Homosexual sex, the issue that refuses to go away; an issue where competing views of Scripture, legal rights, communal responsibility and individual freedom collide head-on. The current controversy surrounding a UNC Christian a capella group’s decision to ask a member who publicly embraced homosexuality to leave the group has created major waves in the Chapel Hill area.  It is also the latest in an on-going series of events  highlighting the unique place of religious affiliation in American University life.

 

I’m interested in this story for a number of reasons:

1. I used to live 7 minutes from Chapel Hill, and spent time at the University.

2. I have friends and family (through marriage) who currently attend UNC.

3. From a conservative Christian’s viewpoint (and the viewpoint of many non-Christians) almost all American Universities slant liberal. However, UNC (on the whole) is notorious among North Carolinians and non-North Carolinians for the far-left positions that dominate much of the faculty. It will be interesting to see how the episode plays out.

4. I once flew through an application process for a job at a prestigious University, only to be asked some bizarre questions by an apparent practicing homosexual in the last stage of the interview process – questions that all seemed to imply I could not possibly be fair with practicing non-heterosexuals, because I had worked for the Billy Graham Evangelistic Association. It was weird, especially because in the previous round of the interview process the two people interviewing me, basically, just came out and said that my BGEA work experience with and for people from literally all over the globe made me by far the candidate with the most real world experience in dealing with diversity.

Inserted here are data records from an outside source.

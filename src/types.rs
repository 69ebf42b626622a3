use serde::{Deserialize, Serialize};

#[derive(Clone, Copy, Debug, Default, PartialEq, Serialize)]
pub struct Vec2 {
    pub x: f32,
    pub y: f32,
}

impl Vec2 {
    pub const fn new(x: f32, y: f32) -> Self {
        Self { x, y }
    }

    pub fn distance(self, other: Vec2) -> f32 {
        let dx = other.x - self.x;
        let dy = other.y - self.y;
        (dx * dx + dy * dy).sqrt()
    }
}

/// Axis-aligned box: top-left corner plus extent, in pixels.
#[derive(Clone, Copy, Debug, Default, PartialEq, Serialize)]
pub struct Rect {
    pub x: f32,
    pub y: f32,
    pub width: f32,
    pub height: f32,
}

impl Rect {
    pub const fn new(x: f32, y: f32, width: f32, height: f32) -> Self {
        Self {
            x,
            y,
            width,
            height,
        }
    }

    pub fn position(&self) -> Vec2 {
        Vec2::new(self.x, self.y)
    }

    pub fn center(&self) -> Vec2 {
        Vec2::new(self.x + self.width / 2.0, self.y + self.height / 2.0)
    }

    pub fn translated(&self, dx: f32, dy: f32) -> Rect {
        Rect {
            x: self.x + dx,
            y: self.y + dy,
            ..*self
        }
    }

    /// Strict intersection: boxes that only share an edge do not overlap.
    pub fn overlaps(&self, other: &Rect) -> bool {
        self.x < other.x + other.width
            && self.x + self.width > other.x
            && self.y < other.y + other.height
            && self.y + self.height > other.y
    }
}

/// One of the eight unit moves a dot can make in a frame.
#[derive(Clone, Copy, Debug, PartialEq, Eq, Hash, Serialize)]
pub struct Step {
    pub dx: i8,
    pub dy: i8,
}

impl Step {
    /// Candidate order used for scoring; ties keep the earliest entry.
    pub const ALL: [Step; 8] = [
        Step { dx: -1, dy: -1 },
        Step { dx: -1, dy: 0 },
        Step { dx: -1, dy: 1 },
        Step { dx: 0, dy: -1 },
        Step { dx: 0, dy: 1 },
        Step { dx: 1, dy: -1 },
        Step { dx: 1, dy: 0 },
        Step { dx: 1, dy: 1 },
    ];

    pub fn reversed(self) -> Step {
        Step {
            dx: -self.dx,
            dy: -self.dy,
        }
    }

    pub fn displacement(self, speed: f32) -> Vec2 {
        Vec2::new(self.dx as f32 * speed, self.dy as f32 * speed)
    }
}

/// Player input for one tick; each axis is -1, 0 or 1.
#[derive(Clone, Copy, Debug, Default, PartialEq, Eq)]
pub struct MoveInput {
    pub x: i8,
    pub y: i8,
}

impl MoveInput {
    pub const NONE: MoveInput = MoveInput { x: 0, y: 0 };

    pub fn new(x: i8, y: i8) -> Self {
        Self {
            x: x.signum(),
            y: y.signum(),
        }
    }

    pub fn is_idle(&self) -> bool {
        self.x == 0 && self.y == 0
    }
}

#[derive(Clone, Copy, Debug, Default, PartialEq, Eq, Serialize, Deserialize)]
#[serde(rename_all = "snake_case")]
pub enum ScoringVariant {
    /// Lookahead open area plus a light distance-to-player term.
    #[default]
    OpenSpace,
    /// Distance to player plus distance to the nearest other dot.
    Spacing,
}

impl ScoringVariant {
    pub fn parse(value: &str) -> Option<Self> {
        match value {
            "open_space" | "open-space" => Some(Self::OpenSpace),
            "spacing" => Some(Self::Spacing),
            _ => None,
        }
    }
}

#[derive(Clone, Copy, Debug, PartialEq, Eq, Serialize)]
#[serde(rename_all = "snake_case")]
pub enum DotState {
    Roaming,
    Captured,
}

#[derive(Clone, Debug, Serialize)]
pub struct DotView {
    pub slot: usize,
    pub x: f32,
    pub y: f32,
    pub state: DotState,
    #[serde(rename = "stuckFrames")]
    pub stuck_frames: u32,
}

#[derive(Clone, Copy, Debug, PartialEq, Eq, Serialize)]
#[serde(rename_all = "snake_case")]
pub enum GameOverReason {
    Victory,
    Timeout,
}

#[derive(Clone, Debug, PartialEq, Serialize)]
#[serde(tag = "type", rename_all = "snake_case")]
pub enum RuntimeEvent {
    DotCaptured { slot: usize, tick: u64 },
    GameOver { reason: GameOverReason },
}

#[derive(Clone, Debug, Serialize)]
pub struct Snapshot {
    pub tick: u64,
    pub score: u32,
    pub player: Rect,
    pub dots: Vec<DotView>,
    pub events: Vec<RuntimeEvent>,
}

#[derive(Clone, Debug, Serialize)]
pub struct GameSummary {
    pub reason: GameOverReason,
    pub ticks: u64,
    pub score: u32,
    #[serde(rename = "dotsTotal")]
    pub dots_total: usize,
    #[serde(rename = "dotsRemaining")]
    pub dots_remaining: usize,
}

5. Pastor Greear (who wrote the article I am linking) has a huge ministry to students at UNC, NC-STATE, and DUKE. I’d say his church is hands down one of – if not the- most influential church among college students in the Raleigh-Durham area. His perspective is definitely not the accepted perspective of most policy makers at the colleges his congregation’s students come from.

6. My local FWB association has an official University approved collegiate ministry at our local University. CFWBC houses the ministry and provides some oversight. It’s important to see how UNC handles this and how the incident plays out in court – it would not surprise me if it heads that way.

7. Some of the most hate filled letters I’ve ever read – letters threatening to kill those who opposed them, letters threatening to take biological children away, letters threatening to make life a never ending hell- came from homosexual activists, and were directed toward a pastor- friend who peacefully and yet publicly dared to oppose the use of his local public school as an appropriate place for homosexual sex indoctrination.

8. In a year and a half of preaching 3 times a week, I ‘ve probably mentioned homosexuality twice- I have never given an entire sermon to the subject. Safe to say, I rarely discuss it. All though I would tend to agree with Pastor Greear, my problems and the problems of my congregation don’t revolve around this issue. I’ve personally got other issues in my life that regularly need addressing from God’s word and so does my church as a whole.

Let me add, I have friends who are practicing homosexuals…heck, when I worked for Books-A-Million, I was hired and then promoted by active homosexuals who knew my approach to sex was far different from theirs!  Some preachers talk about homosexual sex all the time, its easy to condemn because its not the issue most people where they pastor struggle with. 

Having said all that, this issue is not going away. It may not be a commonly discussed topic for me, but it is important to think thru the Bible’s presentation of sex in comparison and contrast with the emerging perspectives of the larger world we inhabit. (By the way, it’s amazing how often the new enlightened perspectives on sexuality actually turn out to be old perspectives that devastated individuals and communities that embraced them.)